The old apache commons lang and its successor the apache commons lang3 are very popular libraries that have lots of useful functionality, similar to Guava.

package demo;

import static org.apache.commons.lang3.StringUtils.compare;

public class Person implements Comparable<Person> {

  private final String name;

  public Person( final String name ) { /* ... */ }

  @Override
  public int compareTo( final Person that ) {
    return compare( name, that.name );
  }

  @Override
  public String toString() { /* ... */ }
}

We simply delegated the whole comparison to the [StringUtils’s ` compare() method](http://commons.apache.org/proper/commons-lang/apidocs/org/apache/commons/lang3/StringUtils.html#compare-java.lang.String-java.lang.String-), which also null`-safe.

Can we use multiple properties to determine natural ordering?

We can use all the properties we need when comparing objects. Consider the following example.

package demo;

import static org.apache.commons.lang3.StringUtils.compare;

public class Person implements Comparable<Person> {

  private final String name;
  private final String surname;

  public Person( final String name, final String surname ) {
    this.name = name;
    this.surname = surname;
  }

  @Override
  public int compareTo( final Person that ) {
    final int diff = compare( name, that.name );
    if ( diff == 0 ) {
      return compare( surname, that.surname );
    }

    return diff;
  }

  @Override
  public String toString() {
    return String.format( "Person{name='%s', surname='%s'}", name, surname );
  }
}

When using multiple properties to compare objects, we will start with one property and then if that property for both objects is the same, we move to the next. In the above example we first compared the two objects by their name, and then if the names are the same, we fall back to the surname. The surname is compared only if the names are not the same.
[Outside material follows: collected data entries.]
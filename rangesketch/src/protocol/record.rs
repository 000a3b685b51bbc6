// Licensed to the Apache Software Foundation (ASF) under one
// or more contributor license agreements.  See the NOTICE file
// distributed with this work for additional information
// regarding copyright ownership.  The ASF licenses this file
// to you under the Apache License, Version 2.0 (the
// "License"); you may not use this file except in compliance
// with the License.  You may obtain a copy of the License at
//
//   http://www.apache.org/licenses/LICENSE-2.0
//
// Unless required by applicable law or agreed to in writing,
// software distributed under the License is distributed on an
// "AS IS" BASIS, WITHOUT WARRANTIES OR CONDITIONS OF ANY
// KIND, either express or implied.  See the License for the
// specific language governing permissions and limitations
// under the License.

use super::RangePredicate;

/// One record held by a data provider.
///
/// `id` is the key counted by the cardinality sketches; the same `id` held by several
/// providers is one distinct record.
#[derive(Debug, Clone, PartialEq, Eq, Hash)]
pub struct Record<C> {
    id: String,
    x: C,
    y: C,
}

impl<C> Record<C> {
    /// Creates a record.
    pub fn new(id: impl Into<String>, x: C, y: C) -> Self {
        Record { id: id.into(), x, y }
    }

    /// Stable identifier of the record.
    pub fn id(&self) -> &str {
        &self.id
    }

    /// First coordinate.
    pub fn x(&self) -> &C {
        &self.x
    }

    /// Second coordinate.
    pub fn y(&self) -> &C {
        &self.y
    }
}

/// The records of one provider, split by whether they truly fall inside the query box.
///
/// The split only feeds the ground truth of a trial. Filtering scans both lists alike.
#[derive(Debug, Clone, PartialEq)]
pub struct ProviderBatch<C> {
    inside: Vec<Record<C>>,
    outside: Vec<Record<C>>,
}

impl<C> Default for ProviderBatch<C> {
    fn default() -> Self {
        ProviderBatch {
            inside: vec![],
            outside: vec![],
        }
    }
}

impl<C> ProviderBatch<C> {
    /// Creates a batch from an already split record set.
    pub fn new(inside: Vec<Record<C>>, outside: Vec<Record<C>>) -> Self {
        ProviderBatch { inside, outside }
    }

    /// Records that fall inside the query box.
    pub fn inside(&self) -> &[Record<C>] {
        &self.inside
    }

    /// Records that fall outside the query box.
    pub fn outside(&self) -> &[Record<C>] {
        &self.outside
    }

    /// All records, inside ones first.
    pub fn records(&self) -> impl Iterator<Item = &Record<C>> {
        self.inside.iter().chain(self.outside.iter())
    }

    /// Total number of records.
    pub fn len(&self) -> usize {
        self.inside.len() + self.outside.len()
    }

    /// Returns whether the batch holds no record.
    pub fn is_empty(&self) -> bool {
        self.inside.is_empty() && self.outside.is_empty()
    }
}

impl<C: PartialOrd> ProviderBatch<C> {
    /// Splits records by the box of `predicate`, keeping their relative order.
    ///
    /// # Examples
    ///
    /// ```
    /// # use rangesketch::protocol::{ProviderBatch, RangePredicate, Record};
    /// let predicate = RangePredicate::square(0, 0, 10).unwrap();
    /// let batch = ProviderBatch::partition(
    ///     vec![Record::new("a", 3, 4), Record::new("b", 30, 4), Record::new("c", 9, 0)],
    ///     &predicate,
    /// );
    /// assert_eq!(batch.inside().len(), 2);
    /// assert_eq!(batch.outside()[0].id(), "b");
    /// ```
    pub fn partition<I>(records: I, predicate: &RangePredicate<C>) -> Self
    where
        I: IntoIterator<Item = Record<C>>,
    {
        let (inside, outside) = records
            .into_iter()
            .partition(|record| predicate.contains(&record.x, &record.y));
        ProviderBatch { inside, outside }
    }
}

#[cfg(test)]
mod tests {
    use super::*;

    #[test]
    fn test_partition_keeps_order() {
        let predicate = RangePredicate::square(5, 5, 5).unwrap();
        let records = (0..20).map(|i| Record::new(format!("r{i}"), i, i));
        let batch = ProviderBatch::partition(records, &predicate);

        let inside: Vec<&str> = batch.inside().iter().map(Record::id).collect();
        assert_eq!(inside, ["r5", "r6", "r7", "r8", "r9"]);
        assert_eq!(batch.outside().len(), 15);
        assert_eq!(batch.len(), 20);
        assert_eq!(batch.records().next().map(Record::id), Some("r5"));
    }

    #[test]
    fn test_empty_batch() {
        let batch = ProviderBatch::<i64>::default();
        assert!(batch.is_empty());
        assert_eq!(batch.records().count(), 0);
    }
}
We can use the ternary operator instead.

  @Override
  public int compareTo( final Person that ) {
    int diff = compare( name, that.name );
    return diff != 0 ? diff : compare( surname, that.surname );
  }

The new Person class now supports natural ordering based on two properties.

package demo;

import java.util.Arrays;

public class App {
  public static void main( final String[] args ) {
    final Person[] persons = {
      new Person( "Jade", null ),
      new Person( null, null ),
      new Person( "Jade", "Attard" ),
      new Person( null, "Attard" )
    };

    System.out.println( "--- Before Sorting -------" );
    System.out.printf( "Persons: %s%n", Arrays.toString( persons ) );


    Arrays.sort( persons );

    System.out.println( "--- After Sorting --------" );
    System.out.printf( "Persons: %s%n", Arrays.toString( persons ) );
  }
}

Like before, null’s are placed before non-nulls.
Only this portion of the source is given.